Nonostante lo sconto di un terzo della pena in virtù del rito abbreviato, la 49enne di San Vendemiano Silvia Canzian è stata condannata dal giudice Piera De Stefani a una pena di quattro anni di reclusione e al pagamento di una provvisionale immediatamente esecutiva, a titolo di risarcimento danni all'azienda che si è costituita parte civile con l'avvocato Federico Vianelli, di un milione e 200 mila euro. Poteva andare peggio alla donna, finita a processo per furto aggravato e difesa in aula dall'avvocato Patrizia Vettorel, visto che il pm aveva ipotizzato una condanna a cinque anni di galera.

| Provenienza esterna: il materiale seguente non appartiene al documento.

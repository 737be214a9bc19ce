//! # Galette Core
//!
//! Runtime library for galette, a declarative DSL for JSON-first HTTP APIs.
//!
//! ## Architecture
//!
//! An [`Api`] is described once with nested scopes, then compiled by
//! [`Api::build`] into an immutable [`Dispatcher`]. Each request is
//! negotiated (version, vendor, format), matched against the routes in
//! declaration order and run through a fresh [`Endpoint`]: body parsing,
//! filters, handler, rescue, rendering and after filters.
//!
//! ## Modules
//!
//! - `api` - Builder DSL: scopes, configuration, filters, helpers, routes
//! - `config` - Scoped configuration frames with typed keys
//! - `negotiation` - `Accept` parsing, versioning and format negotiation
//! - `route` - Route patterns, constraints and generated method routes
//! - `dispatcher` - Compiled route table and request entry point
//! - `endpoint` - Per-request lifecycle
//! - `callbacks` - Before, after and around filters
//! - `rescue` - Error class to handler resolution
//! - `helpers` - Scoped, late-bound helper functions
//! - `params` - Request parameters with require/permit
//! - `parser` / `render` - Body decoding and response encoding
//! - `filters` - Basic authentication and JSONP
//! - `middleware` - Request/response middleware
//! - `server` - HTTP server built on Hyper
//! - `error` / `fault` - Build-time errors and request-time faults

pub mod api;
pub mod callbacks;
pub mod config;
pub mod dispatcher;
pub mod endpoint;
pub mod error;
pub mod fault;
pub mod filters;
pub mod format;
pub mod helpers;
pub mod json;
pub mod middleware;
pub mod negotiation;
pub mod params;
pub mod parser;
pub mod path;
pub mod render;
pub mod request;
pub mod rescue;
pub mod response;
pub mod route;
pub mod server;
pub mod settings;
pub mod types;

pub use api::Api;
pub use callbacks::{Callback, Condition, Conditions, EndpointFilter, Filter, Next, Phase};
pub use dispatcher::{App, Dispatcher, Method};
pub use endpoint::{Endpoint, Stage};
pub use error::{Error, Result};
pub use fault::{ErrorClass, Fault, Halt, HandlerResult, Interrupt};
pub use filters::{BasicAuth, Jsonp};
pub use format::Format;
pub use middleware::{LoggingMiddleware, Middleware, MiddlewareChain, RuntimeMiddleware};
pub use negotiation::{Strategy, Versioning};
pub use params::Params;
pub use request::Request;
pub use rescue::RescueHandler;
pub use response::Response;
pub use route::{Constraint, MethodMatcher, RouteOptions};
pub use server::{init_tracing, Server, ServerConfig};
pub use settings::{Environment, Settings};
pub use types::ParamType;

/// Library version
pub const VERSION: &str = env!("CARGO_PKG_VERSION");
//! End-to-end scenarios through `Api::build` and `Dispatcher::serve`.

use galette_core::fault::RUNTIME_ERROR;
use galette_core::{
    Api, Conditions, Dispatcher, ErrorClass, Fault, Filter, Method, RescueHandler, Request,
    Response, Strategy, Versioning,
};
use hyper::StatusCode;
use serde_json::{json, Value};
use std::sync::{Arc, Mutex};

static RECORD_NOT_FOUND: ErrorClass = ErrorClass::new("RecordNotFound", &RUNTIME_ERROR);

fn users_api() -> Dispatcher {
    let mut api = Api::new();
    api.respond_to(&["json"]);
    api.rescue_from(&RECORD_NOT_FOUND, RescueHandler::status(StatusCode::NOT_FOUND));
    api.namespace("users", |api| {
        api.get("/:name", |ep| {
            let name = ep.param("name").cloned().unwrap_or(Value::Null);
            if name == "ghost" {
                return Err(Fault::new(&RECORD_NOT_FOUND, "No such user").into());
            }
            Ok(json!({ "name": name }))
        });
        api.post("/", |ep| Ok(ep.params().require("user")?.into_value()));
    });
    api.build().unwrap()
}

fn body_json(response: &Response) -> Value {
    serde_json::from_slice(&response.body).unwrap()
}

#[test]
fn test_get_renders_json() {
    let response = users_api().serve(Request::new(Method::Get, "/users/a"));
    assert_eq!(response.status, StatusCode::OK);
    assert_eq!(response.content_type(), Some("application/json"));
    assert_eq!(response.body_text(), r#"{"name":"a"}"#);
}

#[test]
fn test_unacceptable_format_lists_accepts() {
    let response = users_api()
        .serve(Request::new(Method::Get, "/users/a").with_header("Accept", "application/xml"));
    assert_eq!(response.status, StatusCode::NOT_ACCEPTABLE);
    assert_eq!(body_json(&response)["error"]["accepts"], json!(["application/json"]));
}

#[test]
fn test_options_lists_allowed_methods() {
    let response = users_api().serve(Request::new(Method::Options, "/users"));
    assert_eq!(response.status, StatusCode::OK);
    assert_eq!(response.header("allow"), Some("OPTIONS, POST"));
    assert_eq!(response.body_text(), "OPTIONS, POST");
}

#[test]
fn test_unrouted_method_is_405() {
    let response = users_api().serve(Request::new(Method::Delete, "/users/a"));
    assert_eq!(response.status, StatusCode::METHOD_NOT_ALLOWED);
    assert_eq!(response.header("allow"), Some("GET, HEAD, OPTIONS"));
}

#[test]
fn test_rescued_fault_uses_declared_status() {
    let response = users_api().serve(Request::new(Method::Get, "/users/ghost"));
    assert_eq!(response.status, StatusCode::NOT_FOUND);
    assert_eq!(body_json(&response)["error"]["message"], "No such user");
}

#[test]
fn test_json_body_merges_into_params() {
    let response = users_api().serve(
        Request::new(Method::Post, "/users")
            .with_header("Content-Type", "application/json")
            .with_body(r#"{"user": {"name": "ada"}}"#),
    );
    assert_eq!(response.status, StatusCode::CREATED);
    assert_eq!(body_json(&response), json!({"name": "ada"}));
}

#[test]
fn test_invalid_json_body_is_400() {
    let response = users_api().serve(
        Request::new(Method::Post, "/users")
            .with_header("Content-Type", "application/json")
            .with_body("{nope"),
    );
    assert_eq!(response.status, StatusCode::BAD_REQUEST);
    assert_eq!(body_json(&response)["error"]["message"], "Invalid JSON");
}

#[test]
fn test_callback_order() {
    let trace = Arc::new(Mutex::new(Vec::new()));
    let mut api = Api::new();
    let log = |trace: &Arc<Mutex<Vec<&'static str>>>, step| {
        let trace = trace.clone();
        move || trace.lock().unwrap().push(step)
    };

    let before = log(&trace, "before");
    api.before(move |_| {
        before();
        Ok(Value::Null)
    });
    let (enter, leave) = (log(&trace, "around in"), log(&trace, "around out"));
    api.around(move |ep, next| {
        enter();
        let value = next.run(ep);
        leave();
        value
    });
    let after = log(&trace, "after");
    api.after(move |_| {
        after();
        Ok(Value::Null)
    });
    let handler = log(&trace, "handler");
    api.get("/steps", move |_| {
        handler();
        Ok(json!("done"))
    });

    let response = api.build().unwrap().serve(Request::new(Method::Get, "/steps"));
    assert_eq!(response.status, StatusCode::OK);
    assert_eq!(
        *trace.lock().unwrap(),
        ["before", "around in", "handler", "around out", "after"]
    );
}

#[test]
fn test_before_halt_skips_handler() {
    let mut api = Api::new();
    api.before_with(
        Filter::inline(|ep| Err(ep.halt(StatusCode::TOO_MANY_REQUESTS, json!({"slow": "down"})))),
        Conditions::new(),
    );
    api.get("/busy", |_| panic!("handler must not run"));

    let response = api.build().unwrap().serve(Request::new(Method::Get, "/busy"));
    assert_eq!(response.status, StatusCode::TOO_MANY_REQUESTS);
    assert_eq!(body_json(&response), json!({"slow": "down"}));
}

#[test]
fn test_header_versioning() {
    let mut api = Api::new();
    api.versioning(
        Versioning::new(Strategy::Header)
            .with_vendor("acme")
            .with_default("v3"),
    );
    api.version("v3", |api| {
        api.get("/status", |ep| Ok(json!({"version": ep.version()})));
    });
    api.version("v4", |api| {
        api.get("/status", |ep| Ok(json!({"version": ep.version()})));
    });
    let dispatcher = api.build().unwrap();

    let v4 = dispatcher.serve(
        Request::new(Method::Get, "/status").with_header("Accept", "application/vnd.acme-v4+json"),
    );
    assert_eq!(v4.status, StatusCode::OK);
    assert_eq!(body_json(&v4)["version"], "v4");

    let fallback = dispatcher.serve(Request::new(Method::Get, "/status"));
    assert_eq!(body_json(&fallback)["version"], "v3");

    let formatless = dispatcher.serve(
        Request::new(Method::Get, "/status").with_header("Accept", "application/vnd.acme-v4"),
    );
    assert_eq!(formatless.status, StatusCode::OK);
    assert_eq!(formatless.content_type(), Some("application/json"));
    assert_eq!(body_json(&formatless)["version"], "v4");

    let stranger = dispatcher.serve(
        Request::new(Method::Get, "/status").with_header("Accept", "application/vnd.other-v4+json"),
    );
    assert_eq!(stranger.status, StatusCode::NOT_ACCEPTABLE);
}

#[test]
fn test_query_versioning() {
    let mut api = Api::new();
    api.versioning(Versioning::new(Strategy::Query).with_default("v1"));
    api.version("v1", |api| {
        api.get("/ping", |_| Ok(json!("one")));
    });
    api.version("v2", |api| {
        api.get("/ping", |_| Ok(json!("two")));
    });
    let dispatcher = api.build().unwrap();

    assert_eq!(dispatcher.serve(Request::new(Method::Get, "/ping?v=v2")).body_text(), "\"two\"");
    assert_eq!(dispatcher.serve(Request::new(Method::Get, "/ping")).body_text(), "\"one\"");
}

#[test]
fn test_unversioned_routes_stay_reachable_without_default() {
    let mut api = Api::new();
    api.versioning(Versioning::new(Strategy::Header).with_vendor("acme"));
    api.get("/health", |_| Ok(json!("ok")));
    api.version("v1", |api| {
        api.get("/users", |_| Ok(json!([])));
    });
    let dispatcher = api.build().unwrap();

    let health = dispatcher
        .serve(Request::new(Method::Get, "/health").with_header("Accept", "application/json"));
    assert_eq!(health.status, StatusCode::OK);
    assert_eq!(health.body_text(), "\"ok\"");

    let users = dispatcher
        .serve(Request::new(Method::Get, "/users").with_header("Accept", "application/vnd.acme-v1"));
    assert_eq!(users.status, StatusCode::OK);
    assert_eq!(users.body_text(), "[]");
}

#[test]
fn test_after_filter_runs_on_unacceptable_response() {
    let hits = Arc::new(Mutex::new(0));
    let mut api = Api::new();
    let counter = hits.clone();
    api.after(move |ep| {
        *counter.lock().unwrap() += 1;
        Err(ep.halt(StatusCode::NOT_ACCEPTABLE, json!({"seen": true})))
    });
    api.get("/report", |_| panic!("handler must not run"));
    let dispatcher = api.build().unwrap();

    let response = dispatcher
        .serve(Request::new(Method::Get, "/report").with_header("Accept", "application/xml"));
    assert_eq!(response.status, StatusCode::NOT_ACCEPTABLE);
    assert_eq!(body_json(&response), json!({"seen": true}));
    assert_eq!(*hits.lock().unwrap(), 1);
}

#[test]
fn test_mounted_api_keeps_own_formats() {
    let mut reports = Api::new();
    reports.respond_to(&["json", "csv"]);
    reports.get("/daily", |_| Ok(json!("daily")));

    let mut api = Api::new();
    api.version("v1", |api| {
        api.mount("/reports", reports);
    });
    let dispatcher = api.build().unwrap();

    let response = dispatcher.serve(Request::new(Method::Get, "/v1/reports/daily.json"));
    assert_eq!(response.status, StatusCode::OK);
    assert_eq!(response.body_text(), "\"daily\"");
    let missing = dispatcher.serve(Request::new(Method::Get, "/reports/daily"));
    assert_eq!(missing.status, StatusCode::NOT_FOUND);
}
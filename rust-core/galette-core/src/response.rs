//! # HTTP Response
//!
//! Transport-neutral response produced by `Dispatcher::serve`.

use http_body_util::Full;
use hyper::body::Bytes;
use hyper::header::{HeaderName, HeaderValue, CONTENT_TYPE};
use hyper::{HeaderMap, StatusCode};

/// HTTP response
#[derive(Debug, Clone)]
pub struct Response {
    /// Status code
    pub status: StatusCode,
    /// Response headers
    pub headers: HeaderMap,
    /// Response body
    pub body: Bytes,
    /// Whether application code chose the status, rather than it being the
    /// default 200
    pub explicit_status: bool,
}

impl Default for Response {
    fn default() -> Self {
        Self {
            status: StatusCode::OK,
            headers: HeaderMap::new(),
            body: Bytes::new(),
            explicit_status: false,
        }
    }
}

impl Response {
    /// Create a JSON response
    #[must_use]
    pub fn json(body: impl Into<Bytes>) -> Self {
        Self::default()
            .with_body(body)
            .with_header("Content-Type", "application/json")
    }

    /// Create a text response
    #[must_use]
    pub fn text(body: impl Into<Bytes>) -> Self {
        Self::default()
            .with_body(body)
            .with_header("Content-Type", "text/plain")
    }

    /// Set status code
    #[must_use]
    pub fn with_status(mut self, status: StatusCode) -> Self {
        self.status = status;
        self.explicit_status = true;
        self
    }

    /// Set body
    #[must_use]
    pub fn with_body(mut self, body: impl Into<Bytes>) -> Self {
        self.body = body.into();
        self
    }

    /// Set header
    #[must_use]
    pub fn with_header(mut self, key: &str, value: &str) -> Self {
        self.set_header(key, value);
        self
    }

    /// Set or override a header; invalid names or values are ignored
    pub fn set_header(&mut self, key: &str, value: &str) {
        if let (Ok(name), Ok(value)) = (
            HeaderName::from_bytes(key.as_bytes()),
            HeaderValue::from_str(value),
        ) {
            self.headers.insert(name, value);
        }
    }

    /// Header value by name
    #[must_use]
    pub fn header(&self, key: &str) -> Option<&str> {
        self.headers.get(key).and_then(|v| v.to_str().ok())
    }

    /// Content type, if set
    #[must_use]
    pub fn content_type(&self) -> Option<&str> {
        self.headers.get(CONTENT_TYPE).and_then(|v| v.to_str().ok())
    }

    /// Body as UTF-8 text, lossy
    #[must_use]
    pub fn body_text(&self) -> String {
        String::from_utf8_lossy(&self.body).into_owned()
    }

    /// Convert to hyper Response
    #[must_use]
    pub fn into_hyper(self) -> hyper::Response<Full<Bytes>> {
        let mut response = hyper::Response::new(Full::new(self.body));
        *response.status_mut() = self.status;
        *response.headers_mut() = self.headers;
        response
    }
}

#[cfg(test)]
mod tests {
    use super::*;

    #[test]
    fn test_response_json() {
        let resp = Response::json(r#"{"status":"ok"}"#);
        assert_eq!(resp.status, StatusCode::OK);
        assert_eq!(resp.content_type(), Some("application/json"));
        assert!(!resp.explicit_status);
    }

    #[test]
    fn test_response_with_status() {
        let resp = Response::text("Not Found").with_status(StatusCode::NOT_FOUND);
        assert_eq!(resp.status, StatusCode::NOT_FOUND);
        assert!(resp.explicit_status);
    }

    #[test]
    fn test_set_header_overrides() {
        let mut resp = Response::text("x");
        resp.set_header("content-type", "text/csv");
        resp.set_header("bad header", "x");
        assert_eq!(resp.content_type(), Some("text/csv"));
        assert_eq!(resp.headers.len(), 1);
    }

    #[test]
    fn test_into_hyper() {
        let hyper_resp = Response::text("hi")
            .with_status(StatusCode::CREATED)
            .with_header("X-Trace", "1")
            .into_hyper();
        assert_eq!(hyper_resp.status(), StatusCode::CREATED);
        assert_eq!(hyper_resp.headers().get("x-trace").unwrap(), "1");
    }
}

Secondo quanto stabilito dagli inquirenti la donna, oltre ad aver acquistato abiti di lusso con quel denaro sottratto tra il 2010 e il 2012, avrebbe anche comprato un'Audi A6 Allroad e avrebbe dirottato sul proprio conto corrente personale circa 110 mila euro. Le indagini hanno verificato che la 49enne si sarebbe resa responsabile delle condotte contestate avendo a disposizione tutti i codici di e-banking per i pagamenti di "stipendi", "bonifici" e "fatture da ricevere".

La condanna a quattro anni va a sommarsi a quella già rimediata il 31 ottobre 2013 a due anni, con doppi benefici di legge, per i reati di bancarotta e falso. Una vicenda che riguardava un “buco” di mezzo milione di euro dell'azienda di famiglia, la Idrotermica Sicaf di Santa Lucia di Piave dichiarata fallita il 31 gennaio 2007.

Stando alle accuse Silvia Canzian avrebbe prelevato 70 mila euro dal conto corrente intestato alla Idrotermica Sicaf, 104 mila pari al debito maturato nei confronti dell'Inail per i contributi dei lavoratori del periodo 1999-2004, e si sarebbe intascata 394 mila euro corrispondenti all'apparente oggetto di alcune deleghe bancarie. Oltre alla bancarotta, era chiamata a rispondere del reato di falso perché avrebbe formato falsi modelli di pagamento e timbri di banche, attestanti l'avvenuta ricezione di pagamento delle somme destinate ai lavoratori.